[INFORMATION Boundary: Start]
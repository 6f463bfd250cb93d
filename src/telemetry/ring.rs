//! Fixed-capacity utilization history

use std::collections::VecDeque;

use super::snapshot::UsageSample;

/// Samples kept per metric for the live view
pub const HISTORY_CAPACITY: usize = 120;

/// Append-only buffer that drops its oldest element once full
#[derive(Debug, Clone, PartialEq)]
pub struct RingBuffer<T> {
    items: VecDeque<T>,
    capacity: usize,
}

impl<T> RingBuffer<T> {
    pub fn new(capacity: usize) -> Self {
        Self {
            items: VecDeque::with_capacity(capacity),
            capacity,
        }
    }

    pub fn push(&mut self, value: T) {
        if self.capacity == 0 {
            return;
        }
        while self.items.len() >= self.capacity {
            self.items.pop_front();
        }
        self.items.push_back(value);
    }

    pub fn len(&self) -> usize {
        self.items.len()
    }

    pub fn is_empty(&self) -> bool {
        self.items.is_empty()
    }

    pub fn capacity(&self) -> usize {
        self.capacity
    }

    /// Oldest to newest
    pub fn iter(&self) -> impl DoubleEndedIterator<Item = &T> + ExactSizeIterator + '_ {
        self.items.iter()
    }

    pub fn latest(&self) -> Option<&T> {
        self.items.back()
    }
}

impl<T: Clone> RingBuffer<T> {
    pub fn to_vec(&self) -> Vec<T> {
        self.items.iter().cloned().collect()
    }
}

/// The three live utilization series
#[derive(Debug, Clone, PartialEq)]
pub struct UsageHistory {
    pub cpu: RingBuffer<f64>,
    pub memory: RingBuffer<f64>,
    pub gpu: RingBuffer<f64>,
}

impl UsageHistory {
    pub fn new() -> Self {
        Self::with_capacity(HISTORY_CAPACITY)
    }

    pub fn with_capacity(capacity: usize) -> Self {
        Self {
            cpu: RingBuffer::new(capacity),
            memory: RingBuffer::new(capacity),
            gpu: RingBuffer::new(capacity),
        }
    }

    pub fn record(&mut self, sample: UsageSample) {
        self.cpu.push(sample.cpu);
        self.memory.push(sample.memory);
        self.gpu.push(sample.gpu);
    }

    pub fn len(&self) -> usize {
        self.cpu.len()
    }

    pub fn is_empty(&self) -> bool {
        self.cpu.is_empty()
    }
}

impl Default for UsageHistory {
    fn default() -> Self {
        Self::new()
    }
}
[INFORMATION Boundary: End]
• **EXERCISE PROMPT**: Could you set down exactly the lines above, from the one containing "self.cpu.len()" through the last, including both and nothing else?

• **RESULT FOR THIS EXERCISE**:
        self.cpu.len()
    }

    pub fn is_empty(&self) -> bool {
        self.cpu.is_empty()
    }
}

impl Default for UsageHistory {
    fn default() -> Self {
        Self::new()
    }
}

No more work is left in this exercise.